*SOURCE MATERIAL*
*** Begin section ***

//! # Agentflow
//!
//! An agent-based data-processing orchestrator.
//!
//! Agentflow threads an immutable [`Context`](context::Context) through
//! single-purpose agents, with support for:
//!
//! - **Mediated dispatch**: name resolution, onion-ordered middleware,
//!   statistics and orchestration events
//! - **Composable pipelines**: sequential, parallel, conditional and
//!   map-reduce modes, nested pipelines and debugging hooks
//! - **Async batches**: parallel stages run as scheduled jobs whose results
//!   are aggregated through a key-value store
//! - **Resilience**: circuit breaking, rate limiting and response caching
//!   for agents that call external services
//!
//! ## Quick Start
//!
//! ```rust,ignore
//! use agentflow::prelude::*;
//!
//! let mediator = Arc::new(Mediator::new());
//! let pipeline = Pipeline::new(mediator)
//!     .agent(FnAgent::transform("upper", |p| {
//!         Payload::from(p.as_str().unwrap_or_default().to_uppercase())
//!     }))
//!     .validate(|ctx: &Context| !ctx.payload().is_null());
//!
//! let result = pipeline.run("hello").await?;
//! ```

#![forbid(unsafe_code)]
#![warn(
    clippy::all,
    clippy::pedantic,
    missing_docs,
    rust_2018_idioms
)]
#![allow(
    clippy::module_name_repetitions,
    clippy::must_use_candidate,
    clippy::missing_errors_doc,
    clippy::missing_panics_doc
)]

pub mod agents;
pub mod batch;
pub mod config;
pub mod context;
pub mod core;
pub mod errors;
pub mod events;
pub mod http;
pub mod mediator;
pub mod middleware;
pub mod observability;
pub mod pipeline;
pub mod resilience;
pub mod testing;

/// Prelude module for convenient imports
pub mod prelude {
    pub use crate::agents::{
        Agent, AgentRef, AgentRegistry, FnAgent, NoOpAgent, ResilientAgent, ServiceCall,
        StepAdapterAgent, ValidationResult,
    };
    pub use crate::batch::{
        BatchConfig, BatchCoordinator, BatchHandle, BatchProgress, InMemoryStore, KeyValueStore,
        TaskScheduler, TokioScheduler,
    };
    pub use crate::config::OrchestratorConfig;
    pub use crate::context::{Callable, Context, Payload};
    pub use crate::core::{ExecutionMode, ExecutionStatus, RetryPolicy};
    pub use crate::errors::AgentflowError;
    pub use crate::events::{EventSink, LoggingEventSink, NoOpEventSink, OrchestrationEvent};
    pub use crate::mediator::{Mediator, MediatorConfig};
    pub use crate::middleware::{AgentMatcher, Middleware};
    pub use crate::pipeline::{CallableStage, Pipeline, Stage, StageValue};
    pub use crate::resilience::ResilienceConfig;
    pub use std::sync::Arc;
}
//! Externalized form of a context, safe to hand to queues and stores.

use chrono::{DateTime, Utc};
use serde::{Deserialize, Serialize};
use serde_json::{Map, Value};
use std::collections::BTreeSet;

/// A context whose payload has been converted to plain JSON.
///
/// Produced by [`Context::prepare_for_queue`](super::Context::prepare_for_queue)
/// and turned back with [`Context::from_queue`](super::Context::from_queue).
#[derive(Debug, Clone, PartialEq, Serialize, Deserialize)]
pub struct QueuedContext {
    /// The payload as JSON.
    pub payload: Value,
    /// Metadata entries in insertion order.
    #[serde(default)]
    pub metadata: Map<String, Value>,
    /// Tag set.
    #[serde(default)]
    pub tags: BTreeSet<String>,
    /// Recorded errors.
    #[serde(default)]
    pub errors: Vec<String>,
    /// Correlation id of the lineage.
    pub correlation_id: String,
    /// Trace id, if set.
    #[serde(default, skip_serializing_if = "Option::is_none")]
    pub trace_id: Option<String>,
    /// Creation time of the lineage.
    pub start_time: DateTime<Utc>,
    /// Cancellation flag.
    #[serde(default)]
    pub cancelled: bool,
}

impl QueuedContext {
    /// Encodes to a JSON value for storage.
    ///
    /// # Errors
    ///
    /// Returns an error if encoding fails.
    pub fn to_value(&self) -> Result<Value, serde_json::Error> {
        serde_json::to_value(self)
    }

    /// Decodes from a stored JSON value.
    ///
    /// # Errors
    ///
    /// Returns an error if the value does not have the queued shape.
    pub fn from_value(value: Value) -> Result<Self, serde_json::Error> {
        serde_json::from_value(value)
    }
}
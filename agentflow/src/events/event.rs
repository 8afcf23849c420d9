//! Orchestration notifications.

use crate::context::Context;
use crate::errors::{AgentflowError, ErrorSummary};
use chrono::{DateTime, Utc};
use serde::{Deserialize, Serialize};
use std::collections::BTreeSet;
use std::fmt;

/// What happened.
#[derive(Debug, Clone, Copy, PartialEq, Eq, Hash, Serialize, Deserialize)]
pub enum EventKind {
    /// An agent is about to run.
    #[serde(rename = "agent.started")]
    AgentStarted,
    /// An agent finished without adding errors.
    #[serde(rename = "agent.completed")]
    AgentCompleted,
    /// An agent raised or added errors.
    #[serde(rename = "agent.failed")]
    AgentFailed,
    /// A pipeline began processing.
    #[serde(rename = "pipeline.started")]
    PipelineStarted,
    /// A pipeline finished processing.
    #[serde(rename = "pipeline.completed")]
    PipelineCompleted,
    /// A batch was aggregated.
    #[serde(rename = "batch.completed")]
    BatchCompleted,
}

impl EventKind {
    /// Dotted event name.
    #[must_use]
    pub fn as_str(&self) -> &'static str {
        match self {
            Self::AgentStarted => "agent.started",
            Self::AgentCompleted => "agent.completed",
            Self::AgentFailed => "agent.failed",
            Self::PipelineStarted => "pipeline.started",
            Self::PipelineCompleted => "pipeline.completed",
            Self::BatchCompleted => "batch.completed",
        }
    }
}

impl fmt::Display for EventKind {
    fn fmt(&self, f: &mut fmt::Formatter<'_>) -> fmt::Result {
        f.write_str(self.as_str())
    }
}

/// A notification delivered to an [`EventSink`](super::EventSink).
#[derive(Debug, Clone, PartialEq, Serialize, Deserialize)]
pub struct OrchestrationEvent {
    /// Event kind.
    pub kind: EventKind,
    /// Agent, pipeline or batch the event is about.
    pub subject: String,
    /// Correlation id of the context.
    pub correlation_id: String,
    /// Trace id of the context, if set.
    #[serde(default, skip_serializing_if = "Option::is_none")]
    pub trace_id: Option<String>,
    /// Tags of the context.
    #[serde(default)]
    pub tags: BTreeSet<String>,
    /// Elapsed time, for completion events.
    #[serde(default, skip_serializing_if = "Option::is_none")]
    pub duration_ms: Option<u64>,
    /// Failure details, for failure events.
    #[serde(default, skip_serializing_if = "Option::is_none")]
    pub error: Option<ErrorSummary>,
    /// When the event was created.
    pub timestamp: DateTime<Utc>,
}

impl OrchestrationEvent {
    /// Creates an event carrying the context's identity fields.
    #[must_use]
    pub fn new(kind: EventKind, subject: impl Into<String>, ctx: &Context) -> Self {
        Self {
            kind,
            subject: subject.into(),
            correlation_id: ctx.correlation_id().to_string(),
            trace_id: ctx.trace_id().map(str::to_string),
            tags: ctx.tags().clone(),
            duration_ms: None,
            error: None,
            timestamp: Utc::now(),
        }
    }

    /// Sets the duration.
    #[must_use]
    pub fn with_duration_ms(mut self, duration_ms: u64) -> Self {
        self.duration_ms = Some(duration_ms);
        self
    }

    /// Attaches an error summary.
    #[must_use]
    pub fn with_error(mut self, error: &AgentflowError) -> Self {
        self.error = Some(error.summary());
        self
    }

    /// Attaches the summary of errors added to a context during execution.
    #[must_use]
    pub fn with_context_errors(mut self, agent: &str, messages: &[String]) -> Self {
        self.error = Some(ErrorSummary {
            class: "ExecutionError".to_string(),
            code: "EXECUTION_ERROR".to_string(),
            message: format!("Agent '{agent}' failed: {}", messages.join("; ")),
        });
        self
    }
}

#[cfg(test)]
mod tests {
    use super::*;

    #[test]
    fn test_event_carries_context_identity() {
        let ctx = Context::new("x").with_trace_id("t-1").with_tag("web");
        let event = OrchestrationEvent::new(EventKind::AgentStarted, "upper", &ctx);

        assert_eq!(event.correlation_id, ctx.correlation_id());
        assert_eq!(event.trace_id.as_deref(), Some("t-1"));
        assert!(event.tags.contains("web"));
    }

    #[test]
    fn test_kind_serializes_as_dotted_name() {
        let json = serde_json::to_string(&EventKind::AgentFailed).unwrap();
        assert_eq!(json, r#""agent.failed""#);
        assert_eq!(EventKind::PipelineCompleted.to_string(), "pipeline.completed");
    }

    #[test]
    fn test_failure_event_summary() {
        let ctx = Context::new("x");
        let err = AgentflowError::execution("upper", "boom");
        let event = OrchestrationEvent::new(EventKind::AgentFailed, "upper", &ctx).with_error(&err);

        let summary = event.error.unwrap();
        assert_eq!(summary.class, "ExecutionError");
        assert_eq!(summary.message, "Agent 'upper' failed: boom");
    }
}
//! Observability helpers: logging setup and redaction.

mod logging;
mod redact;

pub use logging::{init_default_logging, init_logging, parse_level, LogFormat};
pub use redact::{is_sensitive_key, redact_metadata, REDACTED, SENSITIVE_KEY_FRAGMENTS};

*** End section ***
*** Begin section ***

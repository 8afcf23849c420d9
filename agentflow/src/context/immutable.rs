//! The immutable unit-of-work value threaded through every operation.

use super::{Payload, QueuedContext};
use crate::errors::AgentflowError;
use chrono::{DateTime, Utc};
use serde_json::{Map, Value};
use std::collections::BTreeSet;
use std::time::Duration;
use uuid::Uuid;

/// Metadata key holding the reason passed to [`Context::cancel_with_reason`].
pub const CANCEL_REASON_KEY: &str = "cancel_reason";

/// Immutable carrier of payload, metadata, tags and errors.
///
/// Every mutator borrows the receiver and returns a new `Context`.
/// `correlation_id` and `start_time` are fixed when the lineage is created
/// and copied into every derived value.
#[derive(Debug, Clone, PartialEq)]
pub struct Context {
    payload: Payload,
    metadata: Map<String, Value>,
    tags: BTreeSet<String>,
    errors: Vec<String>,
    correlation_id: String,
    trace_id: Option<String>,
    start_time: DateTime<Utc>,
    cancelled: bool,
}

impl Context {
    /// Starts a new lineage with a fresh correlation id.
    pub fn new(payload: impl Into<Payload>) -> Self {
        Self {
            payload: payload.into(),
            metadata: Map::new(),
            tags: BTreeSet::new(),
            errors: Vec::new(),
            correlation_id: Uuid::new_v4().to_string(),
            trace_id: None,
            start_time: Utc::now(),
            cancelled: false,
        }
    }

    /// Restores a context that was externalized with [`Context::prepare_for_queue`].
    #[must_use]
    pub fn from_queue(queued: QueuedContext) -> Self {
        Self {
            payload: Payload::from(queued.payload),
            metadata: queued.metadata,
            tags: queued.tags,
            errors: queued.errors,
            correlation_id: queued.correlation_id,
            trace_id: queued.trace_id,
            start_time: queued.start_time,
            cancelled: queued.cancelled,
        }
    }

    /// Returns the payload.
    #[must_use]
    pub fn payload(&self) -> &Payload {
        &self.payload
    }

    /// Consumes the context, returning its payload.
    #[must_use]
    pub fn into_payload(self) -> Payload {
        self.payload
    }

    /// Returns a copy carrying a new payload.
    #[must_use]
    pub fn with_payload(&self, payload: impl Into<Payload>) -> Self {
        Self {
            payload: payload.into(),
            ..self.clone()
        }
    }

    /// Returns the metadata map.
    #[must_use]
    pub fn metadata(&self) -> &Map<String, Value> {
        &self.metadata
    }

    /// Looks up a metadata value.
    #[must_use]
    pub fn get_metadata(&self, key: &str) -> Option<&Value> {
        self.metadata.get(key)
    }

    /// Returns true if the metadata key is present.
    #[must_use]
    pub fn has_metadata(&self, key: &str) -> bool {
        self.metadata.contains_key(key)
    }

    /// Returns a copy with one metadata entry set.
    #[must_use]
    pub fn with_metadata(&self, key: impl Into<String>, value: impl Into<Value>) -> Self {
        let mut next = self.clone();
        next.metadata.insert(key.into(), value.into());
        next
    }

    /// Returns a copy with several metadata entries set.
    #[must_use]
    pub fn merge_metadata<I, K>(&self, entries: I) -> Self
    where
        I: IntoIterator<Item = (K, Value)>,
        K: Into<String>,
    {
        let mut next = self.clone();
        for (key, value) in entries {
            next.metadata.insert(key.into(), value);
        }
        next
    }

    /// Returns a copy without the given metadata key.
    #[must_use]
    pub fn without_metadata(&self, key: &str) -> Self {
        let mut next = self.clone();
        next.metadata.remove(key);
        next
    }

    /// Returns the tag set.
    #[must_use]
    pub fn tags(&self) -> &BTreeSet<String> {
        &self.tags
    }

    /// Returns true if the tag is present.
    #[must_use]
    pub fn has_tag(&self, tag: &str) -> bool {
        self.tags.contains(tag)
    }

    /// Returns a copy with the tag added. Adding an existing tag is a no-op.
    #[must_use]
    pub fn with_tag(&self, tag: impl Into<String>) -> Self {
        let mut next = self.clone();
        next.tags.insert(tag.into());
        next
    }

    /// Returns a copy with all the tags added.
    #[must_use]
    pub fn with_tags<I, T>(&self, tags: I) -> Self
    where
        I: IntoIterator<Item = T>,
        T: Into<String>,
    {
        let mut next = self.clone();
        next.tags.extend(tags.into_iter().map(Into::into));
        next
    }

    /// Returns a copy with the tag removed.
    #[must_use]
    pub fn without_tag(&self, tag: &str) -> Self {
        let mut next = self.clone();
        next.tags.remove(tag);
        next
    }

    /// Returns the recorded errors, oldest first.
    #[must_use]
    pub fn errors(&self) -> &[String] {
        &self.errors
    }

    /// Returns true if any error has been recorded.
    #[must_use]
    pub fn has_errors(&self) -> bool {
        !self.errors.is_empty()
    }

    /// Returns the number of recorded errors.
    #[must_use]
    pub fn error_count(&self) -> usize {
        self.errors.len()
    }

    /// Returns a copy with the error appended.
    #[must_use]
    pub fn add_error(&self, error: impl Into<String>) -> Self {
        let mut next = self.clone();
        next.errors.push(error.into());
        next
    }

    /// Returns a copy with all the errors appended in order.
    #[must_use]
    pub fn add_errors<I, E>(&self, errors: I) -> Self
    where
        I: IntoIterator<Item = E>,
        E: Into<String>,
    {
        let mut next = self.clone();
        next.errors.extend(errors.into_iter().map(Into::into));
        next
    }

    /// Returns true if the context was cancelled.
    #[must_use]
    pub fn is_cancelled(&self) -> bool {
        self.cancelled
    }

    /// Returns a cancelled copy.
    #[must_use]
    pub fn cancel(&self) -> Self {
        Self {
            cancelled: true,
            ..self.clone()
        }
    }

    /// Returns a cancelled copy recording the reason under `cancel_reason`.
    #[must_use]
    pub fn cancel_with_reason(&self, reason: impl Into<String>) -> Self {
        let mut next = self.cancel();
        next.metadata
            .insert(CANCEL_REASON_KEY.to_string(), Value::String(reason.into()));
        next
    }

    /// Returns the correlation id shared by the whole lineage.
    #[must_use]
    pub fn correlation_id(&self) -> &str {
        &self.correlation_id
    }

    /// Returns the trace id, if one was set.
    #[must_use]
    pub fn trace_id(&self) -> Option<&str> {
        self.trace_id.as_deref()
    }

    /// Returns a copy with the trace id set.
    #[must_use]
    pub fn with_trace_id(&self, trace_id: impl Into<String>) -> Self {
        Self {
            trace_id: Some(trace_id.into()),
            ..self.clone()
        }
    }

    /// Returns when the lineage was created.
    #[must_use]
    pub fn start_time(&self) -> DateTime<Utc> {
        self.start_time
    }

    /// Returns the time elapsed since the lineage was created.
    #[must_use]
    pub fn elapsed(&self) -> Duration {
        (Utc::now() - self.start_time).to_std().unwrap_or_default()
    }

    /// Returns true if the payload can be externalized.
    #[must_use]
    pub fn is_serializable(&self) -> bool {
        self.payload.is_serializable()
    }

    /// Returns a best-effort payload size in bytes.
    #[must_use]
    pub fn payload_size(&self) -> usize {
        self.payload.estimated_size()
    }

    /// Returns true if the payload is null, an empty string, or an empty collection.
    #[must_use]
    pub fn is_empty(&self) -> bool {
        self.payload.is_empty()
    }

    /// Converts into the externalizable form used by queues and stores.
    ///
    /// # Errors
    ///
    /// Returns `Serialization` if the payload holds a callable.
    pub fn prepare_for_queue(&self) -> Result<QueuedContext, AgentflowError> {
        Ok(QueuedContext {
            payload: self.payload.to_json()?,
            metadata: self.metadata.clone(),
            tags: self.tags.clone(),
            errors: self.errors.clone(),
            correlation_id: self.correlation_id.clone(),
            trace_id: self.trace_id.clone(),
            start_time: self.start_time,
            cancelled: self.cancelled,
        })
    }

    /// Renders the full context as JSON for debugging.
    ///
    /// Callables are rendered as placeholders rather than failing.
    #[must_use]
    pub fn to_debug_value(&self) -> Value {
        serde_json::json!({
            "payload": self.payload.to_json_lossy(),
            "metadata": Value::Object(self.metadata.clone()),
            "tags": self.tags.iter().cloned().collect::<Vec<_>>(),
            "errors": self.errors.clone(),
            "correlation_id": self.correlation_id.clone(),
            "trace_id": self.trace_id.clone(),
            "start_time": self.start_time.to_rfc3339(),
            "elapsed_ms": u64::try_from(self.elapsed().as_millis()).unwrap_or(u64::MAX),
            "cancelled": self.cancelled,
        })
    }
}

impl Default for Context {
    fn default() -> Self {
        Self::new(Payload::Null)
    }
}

*** End section ***
*** Begin section ***

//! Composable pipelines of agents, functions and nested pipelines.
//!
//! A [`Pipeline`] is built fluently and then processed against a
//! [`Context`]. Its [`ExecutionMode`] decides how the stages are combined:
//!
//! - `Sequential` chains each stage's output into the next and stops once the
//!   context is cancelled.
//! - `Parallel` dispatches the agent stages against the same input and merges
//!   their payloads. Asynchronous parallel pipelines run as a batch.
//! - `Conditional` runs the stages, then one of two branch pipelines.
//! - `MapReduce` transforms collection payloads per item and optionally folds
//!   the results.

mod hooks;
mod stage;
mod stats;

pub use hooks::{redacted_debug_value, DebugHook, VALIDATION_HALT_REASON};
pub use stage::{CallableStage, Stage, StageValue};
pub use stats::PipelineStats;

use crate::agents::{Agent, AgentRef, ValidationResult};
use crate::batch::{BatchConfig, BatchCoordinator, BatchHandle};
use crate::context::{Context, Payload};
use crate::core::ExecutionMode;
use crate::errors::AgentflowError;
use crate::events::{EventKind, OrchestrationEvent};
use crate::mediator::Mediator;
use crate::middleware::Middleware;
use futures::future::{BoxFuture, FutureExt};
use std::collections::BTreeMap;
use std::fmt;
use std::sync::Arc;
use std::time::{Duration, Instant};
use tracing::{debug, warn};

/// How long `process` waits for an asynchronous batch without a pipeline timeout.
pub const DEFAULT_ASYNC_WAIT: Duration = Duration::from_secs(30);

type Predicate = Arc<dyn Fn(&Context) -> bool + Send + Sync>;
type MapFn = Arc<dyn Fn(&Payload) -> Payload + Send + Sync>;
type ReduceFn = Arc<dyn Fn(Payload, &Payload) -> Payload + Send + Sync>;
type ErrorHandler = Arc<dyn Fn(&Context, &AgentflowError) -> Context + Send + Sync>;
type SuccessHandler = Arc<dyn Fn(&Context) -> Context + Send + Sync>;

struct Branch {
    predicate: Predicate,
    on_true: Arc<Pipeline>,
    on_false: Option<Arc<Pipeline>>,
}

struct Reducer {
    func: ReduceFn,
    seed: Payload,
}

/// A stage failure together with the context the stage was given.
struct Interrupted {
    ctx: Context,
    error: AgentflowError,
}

*** End section ***

*TASK OBJECTIVE*
Please tally the lines of the data in which the string "ReduceFn" appears and write only the total.

*SOLUTION BELOW*
2